Scan the entries below line by line and state how many lines contain the string "Instant", giving only the number.

--------------------

use std::time::{Duration, Instant};

/// Minimum spacing between repeated warnings of the same kind.
pub const LOG_THROTTLE: Duration = Duration::from_secs(2);

/// A timestamp that lets the next throttled log through immediately.
pub fn primed() -> Instant {
    Instant::now() - LOG_THROTTLE
}

pub fn should_log(last: &mut Instant) -> bool {
    if last.elapsed() >= LOG_THROTTLE {
        *last = Instant::now();
        true
    } else {
        false
    }
}

#[cfg(test)]
mod tests {
    use super::*;

    #[test]
    fn when_logged_recently_then_next_log_is_suppressed() {
        let mut last = primed();
        assert!(should_log(&mut last));
        assert!(!should_log(&mut last));
    }
}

--------------------

● **EXERCISE RESULT**: 5